Benja's method for G_S to enforce correlated play in G seems to require simultaneous source-swapping. Otherwise, if I choose my random number first, then the second player can pick his number to favor him, right? It seems that the common quined program has to use some cryptographic method to generate a common random number in a way that's not vulnerable to manipulation by the players.

[-]Vladimir_Nesov16y10

When two AIs merge this way, you can consider them pre-merge as already being a single distributed process. Then, the process of merging is just some dynamic that happens to the distributed process of both AIs. What did actually happen in this dynamic?

[-]Jonathan_Graehl16y00

Consider any method for committing to run published source code that isn't vulnerable to deception (Freeman's works, I think).

If you are saying that physically supervised joint reincarnation is just (if it works) another type of enforceable mutual source code promise, and otherwise changes nothing, I agree.

[-]Wei Dai16y00

They went from running on two different nodes with different code, with each node controlling its own resources, to running on just one node with some code that they both agreed upon, that controls both of their resources.

I added "(which they both agreed upon)" to the post. Does that clear it up, or is the unclarity somewhere else?

[-]Vladimir_Nesov16y00

What is the difference between two (interacting) nodes controlling their own resources and (instead of them) one distributed node controlling the resources? What do you mean by "control"? What is gained by calling basically the same thing "one node" and not "two nodes"? If the important part is "agreed-upon", how does it work in terms of the two interacting processes, and how to translate it in a statement about the joint process?

[-]Wei Dai16y00

I'm confused about your confusion. I'm using familiar human terms, and assuming straightforward (though not necessarily easy) translation into AI implementation. Is there no obvious counterpart for "control" and "agreed-upon" in AI?
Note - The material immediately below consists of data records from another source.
//! Frame buffers filled while a cache job records.

use crate::error::{AlignError, Result};
use crate::interval::Interval;

/// Frames recorded so far by one cache job.
///
/// The job declares the range it will simulate up front and frames arrive
/// one at a time, in order, starting at the first frame of that range.
#[derive(Debug, Clone, PartialEq)]
pub struct FrameSequence<T> {
    range: Interval,
    values: Vec<T>,
}

impl<T> FrameSequence<T> {
    /// Creates an empty sequence expecting every frame of `range`.
    pub fn new(range: Interval) -> Self {
        FrameSequence {
            range,
            values: Vec::new(),
        }
    }

    /// Records the next frame and returns its frame number.
    ///
    /// # Errors
    /// Returns [`AlignError::SequenceFull`] once every frame of the declared
    /// range has been recorded.
    pub fn push(&mut self, value: T) -> Result<i64> {
        let frame = self
            .next_frame()
            .ok_or(AlignError::SequenceFull { range: self.range })?;
        self.values.push(value);
        Ok(frame)
    }

    /// Frame number the next pushed value will get, if any is left.
    pub fn next_frame(&self) -> Option<i64> {
        if self.is_full() {
            return None;
        }
        Some(self.range.start() + self.values.len() as i64)
    }

    /// Returns true once every frame of the declared range is recorded.
    pub fn is_full(&self) -> bool {
        self.values.len() as u64 >= self.range.extent()
    }

    pub fn len(&self) -> usize {
        self.values.len()
    }

    pub fn is_empty(&self) -> bool {
        self.values.is_empty()
    }

    /// The range the job was started with.
    pub fn declared_range(&self) -> Interval {
        self.range
    }

    /// The frames actually recorded, `None` before the first one.
    pub fn recorded_range(&self) -> Option<Interval> {
        let last = self.values.len().checked_sub(1)?;
        Interval::new(self.range.start(), self.range.start() + last as i64).ok()
    }

    /// Value recorded for `frame`, if that frame has been recorded.
    pub fn get(&self, frame: i64) -> Option<&T> {
        let offset = frame.checked_sub(self.range.start())?;
        self.values.get(usize::try_from(offset).ok()?)
    }

    pub fn values(&self) -> &[T] {
        &self.values
    }

    /// Splits into the recorded values and the range they cover.
    pub fn into_parts(self) -> Option<(Vec<T>, Interval)> {
        let range = self.recorded_range()?;
        Some((self.values, range))
    }
}

#[cfg(test)]
mod tests {
    use super::*;

    fn sequence(start: i64, end: i64) -> FrameSequence<&'static str> {
        FrameSequence::new(Interval::new(start, end).unwrap())
    }

    #[test]
    fn test_push_assigns_frames_in_order() {
        let mut seq = sequence(1001, 1003);
        assert_eq!(seq.push("a").unwrap(), 1001);
        assert_eq!(seq.push("b").unwrap(), 1002);
        assert_eq!(seq.next_frame(), Some(1003));
        assert_eq!(seq.push("c").unwrap(), 1003);
        assert!(seq.is_full());
        assert_eq!(seq.next_frame(), None);
    }

    #[test]
    fn test_push_past_declared_range_fails() {
        let mut seq = sequence(5, 5);
        seq.push("only").unwrap();
        assert_eq!(
            seq.push("extra"),
            Err(AlignError::SequenceFull {
                range: Interval::new(5, 5).unwrap()
            })
        );
        assert_eq!(seq.len(), 1);
    }

    #[test]
    fn test_recorded_range_tracks_progress() {
        let mut seq = sequence(-2, 10);
        assert!(seq.is_empty());
        assert_eq!(seq.recorded_range(), None);
        seq.push("a").unwrap();
        seq.push("b").unwrap();
        assert_eq!(seq.recorded_range(), Some(Interval::new(-2, -1).unwrap()));
        assert_eq!(seq.declared_range(), Interval::new(-2, 10).unwrap());
    }

    #[test]
    fn test_get_by_frame() {
        let mut seq = sequence(10, 20);
        seq.push("a").unwrap();
        seq.push("b").unwrap();
        assert_eq!(seq.get(11), Some(&"b"));
        assert_eq!(seq.get(12), None);
        assert_eq!(seq.get(9), None);
        assert_eq!(seq.get(i64::MIN), None);
    }

    #[test]
    fn test_into_parts() {
        let mut seq = sequence(3, 8);
        assert!(seq.clone().into_parts().is_none());
        seq.push("a").unwrap();
        let (values, range) = seq.into_parts().unwrap();
        assert_eq!(values, vec!["a"]);
        assert_eq!(range, Interval::new(3, 3).unwrap());
    }
}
What if we assume that the two original AIs are human uploads? Does that help?

Or taken two flesh-and-blood humans, and suppose they jointly program a robot and then die, physically handing their assets over to the robot before they die. Would you also say the two humans can already be considered as a single distributed process, and there's nothing to be gained by calling the same thing "one node" and not "two nodes"?

[-]Vladimir_Nesov16y00

What if the first AI can just ask the second AI to do anything with its resources, and the second AI just does that? Just because the AIs agree to some action (merging), doesn't mean that the action was really an optimal choice for them: they could be wrong. You need a more formal model to deal with such issues (for example, the AIs could have a utility function over outcomes, but then again we face the issue of bargaining).
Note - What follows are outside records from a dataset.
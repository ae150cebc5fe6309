//! Normalization of frame intervals onto a shared zero-based axis.
//!
//! Two cache jobs rarely record the same frames. Normalizing moves the
//! earliest interval to start at frame 0 and pulls any interval separated by
//! a gap back against the frames before it, so the recorded data of both
//! jobs can be laid side by side without empty stretches in between.

use crate::error::{AlignError, Result};
use crate::interval::Interval;

/// Normalizes two intervals onto a zero-based axis and closes any gap.
///
/// The interval that sorts first (by start, then end) is moved to start at
/// 0 and the other one is moved by the same offset. If the two then neither
/// overlap nor touch, the second is pulled left so it starts one frame after
/// the first ends. Results come back in argument order.
///
/// # Example
/// ```
/// use ncache_ranges::{normalize_ranges, Interval};
///
/// let a = Interval::new(50, 90)?;
/// let b = Interval::new(100, 110)?;
/// let (a, b) = normalize_ranges(a, b)?;
/// assert_eq!((a.start(), a.end()), (0, 40));
/// assert_eq!((b.start(), b.end()), (41, 51));
/// # Ok::<(), ncache_ranges::AlignError>(())
/// ```
///
/// # Errors
/// Returns [`AlignError::CoordinateOverflow`](crate::AlignError) when the
/// offset pushes a coordinate out of the `i64` domain.
pub fn normalize_ranges(range_a: Interval, range_b: Interval) -> Result<(Interval, Interval)> {
    let in_order = range_a <= range_b;
    let (first, second) = if in_order {
        (range_a, range_b)
    } else {
        (range_b, range_a)
    };

    let offset = first.start();
    let first = first.moved_to(0)?;
    let mut second = second.moved_to(relative_start(&second, offset)?)?;

    if first.end() < second.start() {
        let closed = second.moved_to(first.end() + 1)?;
        if closed != second {
            log::debug!(
                "closing gap of {} frames between {} and {}",
                second.start() - first.end() - 1,
                first,
                second
            );
        }
        second = closed;
    }

    if in_order {
        Ok((first, second))
    } else {
        Ok((second, first))
    }
}

/// Normalizes any number of intervals onto a zero-based axis.
///
/// Intervals are swept in sorted order after the common offset. Whenever an
/// interval starts past the furthest end seen so far, it is pulled left to
/// start right after that end, and the pull carries over to every interval
/// that follows. Output keeps the input order; for two intervals the result
/// is the same as [`normalize_ranges`].
pub fn normalize_all(ranges: &[Interval]) -> Result<Vec<Interval>> {
    let mut order: Vec<usize> = (0..ranges.len()).collect();
    order.sort_by_key(|&i| (ranges[i], i));

    let Some(&leader) = order.first() else {
        return Ok(Vec::new());
    };
    let offset = ranges[leader].start();

    let mut normalized = ranges.to_vec();
    let mut pulled: i64 = 0;
    let mut reach: Option<i64> = None;

    for &i in &order {
        let range = ranges[i];
        let mut placed = range.moved_to(relative_start(&range, offset)? - pulled)?;
        if let Some(reach) = reach {
            if placed.start() > reach.saturating_add(1) {
                let gap = placed.start() - reach - 1;
                log::debug!("closing gap of {gap} frames before {range}");
                pulled += gap;
                placed = placed.moved_to(reach + 1)?;
            }
        }
        reach = Some(reach.map_or(placed.end(), |r| r.max(placed.end())));
        normalized[i] = placed;
    }

    log::trace!("normalized {} ranges, {} frames pulled", ranges.len(), pulled);
    Ok(normalized)
}

fn relative_start(range: &Interval, offset: i64) -> Result<i64> {
    range.start().checked_sub(offset).ok_or_else(|| {
        AlignError::CoordinateOverflow(format!("offsetting {range} by {offset}"))
    })
}
//! Attribute values for wedging runs.
//!
//! A wedge runs the same simulation several times while one attribute walks
//! from a start value to an end value.

use crate::error::{AlignError, Result};

/// Iteration counts below this return just the two bounds.
pub const MIN_WEDGING_ITERATIONS: usize = 3;

/// Builds `iteration_count` evenly spaced values from `start_value` to
/// `end_value`, both included exactly.
///
/// Fewer than three iterations collapse to `[start_value, end_value]`.
/// Descending bounds give a descending list.
///
/// # Example
/// ```
/// use ncache_ranges::compute_wedging_values;
///
/// assert_eq!(compute_wedging_values(0.0, 10.0, 2)?, vec![0.0, 10.0]);
/// assert_eq!(
///     compute_wedging_values(0.0, 10.0, 5)?,
///     vec![0.0, 2.5, 5.0, 7.5, 10.0]
/// );
/// # Ok::<(), ncache_ranges::AlignError>(())
/// ```
///
/// # Errors
/// Returns [`AlignError::InvalidWedgingBound`] if a bound is NaN or infinite.
pub fn compute_wedging_values(
    start_value: f64,
    end_value: f64,
    iteration_count: usize,
) -> Result<Vec<f64>> {
    wedging_values(start_value, end_value, iteration_count, MIN_WEDGING_ITERATIONS)
}

pub(crate) fn wedging_values(
    start_value: f64,
    end_value: f64,
    iteration_count: usize,
    min_iterations: usize,
) -> Result<Vec<f64>> {
    for bound in [start_value, end_value] {
        if !bound.is_finite() {
            return Err(AlignError::InvalidWedgingBound(bound));
        }
    }

    if iteration_count < min_iterations || iteration_count < 2 {
        return Ok(vec![start_value, end_value]);
    }

    let last = iteration_count - 1;
    let step = (end_value - start_value) / last as f64;
    Ok((0..iteration_count)
        .map(|i| {
            if i == last {
                end_value
            } else {
                start_value + step * i as f64
            }
        })
        .collect())
}

#[cfg(test)]
mod tests {
    use super::*;

    #[test]
    fn test_few_iterations_collapse_to_bounds() {
        assert_eq!(compute_wedging_values(0.0, 10.0, 0).unwrap(), vec![0.0, 10.0]);
        assert_eq!(compute_wedging_values(0.0, 10.0, 2).unwrap(), vec![0.0, 10.0]);
    }

    #[test]
    fn test_three_iterations_include_midpoint() {
        assert_eq!(
            compute_wedging_values(0.0, 10.0, 3).unwrap(),
            vec![0.0, 5.0, 10.0]
        );
    }

    #[test]
    fn test_evenly_spaced() {
        assert_eq!(
            compute_wedging_values(0.0, 10.0, 5).unwrap(),
            vec![0.0, 2.5, 5.0, 7.5, 10.0]
        );
    }

    #[test]
    fn test_descending_bounds() {
        assert_eq!(
            compute_wedging_values(1.0, -1.0, 5).unwrap(),
            vec![1.0, 0.5, 0.0, -0.5, -1.0]
        );
    }

    #[test]
    fn test_end_value_is_exact() {
        let values = compute_wedging_values(0.1, 0.7, 7).unwrap();
        assert_eq!(values.len(), 7);
        assert_eq!(values[0], 0.1);
        assert_eq!(values[6], 0.7);
        assert!(values.windows(2).all(|w| w[0] < w[1]));
    }

    #[test]
    fn test_non_finite_bounds_are_rejected() {
        assert!(matches!(
            compute_wedging_values(f64::NAN, 1.0, 4),
            Err(AlignError::InvalidWedgingBound(_))
        ));
        assert_eq!(
            compute_wedging_values(0.0, f64::INFINITY, 4),
            Err(AlignError::InvalidWedgingBound(f64::INFINITY))
        );
    }

    #[test]
    fn test_custom_minimum() {
        assert_eq!(wedging_values(0.0, 1.0, 4, 5).unwrap(), vec![0.0, 1.0]);
        assert_eq!(wedging_values(0.0, 1.0, 2, 2).unwrap(), vec![0.0, 1.0]);
        assert_eq!(
            wedging_values(0.0, 3.0, 4, 2).unwrap(),
            vec![0.0, 1.0, 2.0, 3.0]
        );
    }
}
I don't see how this setting helps to reduce bargaining/cooperation.

[-]Wei Dai16y00

I assume that the original AIs use a standard decision theory. You're right that it doesn't reduce bargaining. That wasn't the goal. The goal is to allow any agreements that do form to be enforced. In other words, I'm trying to eliminate courts, not bargaining.

Of course a solution that also eliminates bargaining would be even better, but that might be too ambitious. Feel free to prove me wrong though. :)

[-]Vladimir_Nesov16y00

Agreements are solutions to bargaining, so how can you have agreements without solving bargaining? In other words, if you just assign some agreement without considering a process of reaching it, why do you need to consider the two agents before the merge at all?

[-]Wei Dai16y00

I don't just assign some agreement without considering a process of reaching it. I make that a separate problem to be solved, and just assume here that AIs do have some way to reach agreements by bargaining, in order to focus on the mechanism for enforcement of agreements.
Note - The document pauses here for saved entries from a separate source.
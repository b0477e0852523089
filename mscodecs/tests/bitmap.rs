use mscodecs::bitmap::{self, DecodeError, FrameGeometry, TransparencyMap, TransparencyRun};

fn decode_plain(src: &[u8], width: u32, height: u32) -> (Vec<u8>, TransparencyMap) {
    bitmap::decode(src, &FrameGeometry::new(width, height), None).unwrap()
}

#[test]
fn literal_run_example() {
    // The canonical five-pixel example stream: header, one literal run, EOR.
    let (pixels, map) = decode_plain(&[0x00, 0x00, 0x05, 0x2a, 0x00, 0x00], 5, 1);
    assert_eq!(pixels, [0x2a; 5]);
    assert!(map.is_empty());
}

#[test]
fn literal_run_sets_exactly_n_pixels() {
    let (pixels, _) = decode_plain(&[0x07, 0x33, 0x00, 0x00], 10, 1);
    assert_eq!(&pixels[..7], &[0x33; 7]);
    assert_eq!(&pixels[7..], &[0x00; 3]);
}

#[test]
fn header_skip_is_idempotent() {
    let body = [0x03, 0x2a, 0x02, 0x11, 0x00, 0x01];
    let with_header: Vec<u8> = [0x00, 0x00].iter().chain(&body).copied().collect();

    let (bare, _) = decode_plain(&body, 5, 1);
    let (headered, _) = decode_plain(&with_header, 5, 1);
    assert_eq!(bare, headered);
    assert_eq!(bare, [0x2a, 0x2a, 0x2a, 0x11, 0x11]);
}

#[test]
fn short_streams_decode_to_blank_canvas() {
    for src in [&[][..], &[0x00][..], &[0x00, 0x00][..]] {
        let (pixels, map) = decode_plain(src, 4, 3);
        assert_eq!(pixels, [0x00; 12]);
        assert!(map.is_empty());
    }
}

#[test]
fn raw_run_skips_padding_byte_after_odd_length() {
    // Raw run of 5 ends at an odd stream position, so one pad byte (0x99)
    // must be skipped before the next token.
    let src = [
        0x00, 0x00, // header
        0x00, 0x05, 0xaa, 0xbb, 0xcc, 0xdd, 0xee, // raw run of 5
        0x99, // padding
        0x03, 0x11, // literal run of 3
        0x00, 0x01, // end of image
    ];
    let (pixels, _) = decode_plain(&src, 8, 1);
    assert_eq!(pixels, [0xaa, 0xbb, 0xcc, 0xdd, 0xee, 0x11, 0x11, 0x11]);
}

#[test]
fn raw_run_with_even_length_has_no_padding() {
    let src = [
        0x00, 0x00, // header
        0x00, 0x04, 0xaa, 0xbb, 0xcc, 0xdd, // raw run of 4, ends even
        0x02, 0x11, // literal run of 2
        0x00, 0x01,
    ];
    let (pixels, _) = decode_plain(&src, 6, 1);
    assert_eq!(pixels, [0xaa, 0xbb, 0xcc, 0xdd, 0x11, 0x11]);
}

#[test]
fn reposition_moves_cursor_without_writing() {
    let src = [
        0x00, 0x00, // header
        0x01, 0x11, // one pixel
        0x00, 0x03, 0x02, 0x00, // skip two columns
        0x02, 0x22, // two pixels
        0x00, 0x01,
    ];
    let (pixels, _) = decode_plain(&src, 6, 1);
    assert_eq!(pixels, [0x11, 0x00, 0x00, 0x22, 0x22, 0x00]);
}

#[test]
fn end_of_image_halts_mid_row_and_leaves_rest_zero() {
    let src = [
        0x00, 0x00, // header
        0x02, 0x22, // two of four pixels on row 0
        0x00, 0x01, // end of image
        0xde, 0xad, // never consumed
    ];
    let (pixels, _) = decode_plain(&src, 4, 2);
    assert_eq!(pixels, [0x22, 0x22, 0x00, 0x00, 0x00, 0x00, 0x00, 0x00]);
}

#[test]
fn input_exhaustion_at_token_boundary_ends_image() {
    let (pixels, map) = decode_plain(&[0x00, 0x00, 0x05, 0x2a], 5, 2);
    assert_eq!(&pixels[..5], &[0x2a; 5]);
    assert_eq!(&pixels[5..], &[0x00; 5]);
    assert!(map.is_empty());
}

#[test]
fn truncated_mid_token_is_an_error() {
    let geometry = FrameGeometry::new(8, 2);
    let cases: &[&[u8]] = &[
        &[0x00, 0x00, 0x05],             // literal run with no color byte
        &[0x00, 0x00, 0x00],             // escape with no opcode
        &[0x00, 0x00, 0x00, 0x03, 0x05], // reposition missing delta-y
        &[0x00, 0x00, 0x00, 0x06, 0x01, 0x02, 0x03], // short raw-run payload
    ];
    for src in cases {
        let err = bitmap::decode(src, &geometry, None).unwrap_err();
        assert!(
            matches!(err, DecodeError::TruncatedStream { .. }),
            "{src:02x?} gave {err:?}"
        );
    }
}

#[test]
fn frame_placed_inside_larger_canvas() {
    let src = [
        0x00, 0x00, // header
        0x02, 0xaa, 0x00, 0x00, // row 0 of the frame
        0x02, 0xbb, 0x00, 0x01, // row 1, then end of image
    ];
    let geometry = FrameGeometry::new(2, 2).on_canvas(4, 4).at(1, 1);
    let (pixels, _) = bitmap::decode(&src, &geometry, None).unwrap();

    let mut expected = [0x00u8; 16];
    expected[4 + 1] = 0xaa;
    expected[4 + 2] = 0xaa;
    expected[8 + 1] = 0xbb;
    expected[8 + 2] = 0xbb;
    assert_eq!(pixels, expected);
}

#[test]
fn geometry_overflow_is_reported() {
    let geometry = FrameGeometry::new(5, 1).on_canvas(5, 1).at(1, 0);
    let err = bitmap::decode(&[0x00, 0x00], &geometry, None).unwrap_err();
    assert!(matches!(err, DecodeError::GeometryOverflow { .. }));
}

#[test]
fn keyframe_size_mismatch_is_reported() {
    let geometry = FrameGeometry::new(4, 1);
    let err = bitmap::decode(&[0x00, 0x00], &geometry, Some(&[0x01, 0x02])).unwrap_err();
    assert!(matches!(
        err,
        DecodeError::SizeMismatch {
            expected: 4,
            actual: 2
        }
    ));
}

#[test]
fn run_past_canvas_edge_is_reported() {
    let err = bitmap::decode(&[0x00, 0x00, 0x08, 0x11], &FrameGeometry::new(4, 1), None)
        .unwrap_err();
    assert!(matches!(err, DecodeError::CanvasOverrun { .. }));
}

#[test]
fn decode_into_rejects_short_output() {
    let mut output = [0u8; 3];
    let err = bitmap::decode_into(&[0x00, 0x00], &FrameGeometry::new(4, 1), &mut output)
        .unwrap_err();
    assert!(matches!(
        err,
        DecodeError::OutputTooSmall {
            expected: 4,
            actual: 3
        }
    ));
}

#[test]
fn transparency_run_uses_keyframe_when_present() {
    let src = [
        0x00, 0x00, // header
        0x01, 0x55, // opaque pixel at column 0
        0x00, 0x02, // arm transparency
        0x02, 0x00, // transparent literal run at columns 1..3
        0x00, 0x01,
    ];
    let geometry = FrameGeometry::new(4, 1);

    let (pixels, map) = bitmap::decode(&src, &geometry, None).unwrap();
    assert_eq!(pixels, [0x55, 0x00, 0x00, 0x00]);
    assert_eq!(map.runs(), [TransparencyRun { row: 0, col: 1, len: 2 }]);

    let keyframe = [0x01, 0x02, 0x03, 0x04];
    let (composited, _) = bitmap::decode(&src, &geometry, Some(&keyframe)).unwrap();
    assert_eq!(composited, [0x55, 0x02, 0x03, 0x00]);
}

#[test]
fn transparency_length_spans_an_intervening_reposition() {
    // Armed at column 0, cursor repositioned two columns right, then a
    // two-pixel literal run: the recorded run covers all four columns.
    let src = [
        0x00, 0x00, // header
        0x00, 0x02, // arm transparency
        0x00, 0x03, 0x02, 0x00, // reposition +2
        0x02, 0x00, // literal run at columns 2..4
        0x00, 0x01,
    ];
    let (_, map) = decode_plain(&src, 5, 1);
    assert_eq!(map.runs(), [TransparencyRun { row: 0, col: 0, len: 4 }]);
}

#[test]
fn arming_without_a_literal_run_records_nothing() {
    let src = [
        0x00, 0x00, // header
        0x00, 0x02, // arm transparency
        0x00, 0x00, // end of row with no literal run
        0x02, 0x77, 0x00, 0x01, // row 1
    ];
    let (_, map) = decode_plain(&src, 4, 2);
    assert!(map.is_empty());
}

#[test]
fn background_fallback_applies_only_without_runs() {
    let geometry = FrameGeometry::new(4, 1);
    let keyframe = [0x01, 0x02, 0x03, 0x04];

    // No transparency runs: every background-index pixel shows the keyframe.
    let plain = [0x00, 0x00, 0x02, 0x77, 0x02, 0x00, 0x00, 0x01];
    let (pixels, map) = bitmap::decode(&plain, &geometry, Some(&keyframe)).unwrap();
    assert!(map.is_empty());
    assert_eq!(pixels, [0x77, 0x77, 0x03, 0x04]);

    // One recorded run: background pixels outside it stay opaque.
    let with_run = [
        0x00, 0x00, // header
        0x00, 0x02, 0x01, 0x00, // transparent pixel at column 0
        0x02, 0x00, // plain background pixels at columns 1..3
        0x00, 0x01,
    ];
    let (pixels, map) = bitmap::decode(&with_run, &geometry, Some(&keyframe)).unwrap();
    assert_eq!(map.runs(), [TransparencyRun { row: 0, col: 0, len: 1 }]);
    assert_eq!(pixels, [0x01, 0x00, 0x00, 0x00]);
}

#[test]
fn mask_round_trips_to_run_list() {
    let src = [
        0x00, 0x00, // header
        0x00, 0x02, 0x02, 0x00, // transparent run at (0, 0..2)
        0x01, 0x66, // opaque separator
        0x00, 0x02, 0x01, 0x00, // transparent run at (0, 3..4)
        0x00, 0x00, // end of row
        0x00, 0x02, 0x03, 0x00, // transparent run at (1, 0..3)
        0x00, 0x01,
    ];
    let (_, map) = decode_plain(&src, 5, 2);
    assert_eq!(
        map.runs(),
        [
            TransparencyRun { row: 0, col: 0, len: 2 },
            TransparencyRun { row: 0, col: 3, len: 1 },
            TransparencyRun { row: 1, col: 0, len: 3 },
        ]
    );

    let mask = map.to_mask();
    assert_eq!(
        mask,
        [
            0xff, 0xff, 0x00, 0xff, 0x00, //
            0xff, 0xff, 0xff, 0x00, 0x00,
        ]
    );
    assert_eq!(TransparencyMap::from_mask(&mask, 5).runs(), map.runs());
}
ETA: Do you think common knowledge of source code can help with the bargaining problem in some way? Maybe that's the insight I'm missing?

[-]Jonathan_Graehl16y00

Individual verified-source reincarnation and joint verified-source reincarnation on a single computing substrate are equivalent in every way.

Call A+ the reincarnation of A, and B+ the reincarnation of B.

There must be some way of observing that the irrevocable transfer of authority has actually occurred. This means you need some way of trusting promises by all entities that owe some allegiance to A or B. So far the only method proposed to establish trust in one's decision rule is to submit to verified reincarnation. This may not be to the liking of non-machine intelligence, and at best costly to those involved, if not infeasible due to speed-of-light physical separation.

Further, A+ shouldn't depart, in any way it wasn't willing to do unilaterally for its own sake, from the values and decision rules of A, unless there's a secure atomic transfer of authority from A->A+ and B->B+. I don't see how such a thing is possible, so A+ really can't commit to any cooperation until it verifies that B->B+ has occurred.

So, A+ and B+ would differ from A and B only in that their own end of the contract they propose to enter would become active iff the other actually reincarnates (A+ can do this once B->B+, because she knows that B+ will do the same). But it is necessary for one of A+ or B+ to reincarnate first.

"On the count of 3, hang up!"

[-]Wei Dai16y20

This may not be to the liking of non-machine intelligence, and at best costly to those involved, if not infeasible due to speed-of-light physical separation.

Yes, I agree. That's why I tried to make clear that the necessary technology is being assumed into existence.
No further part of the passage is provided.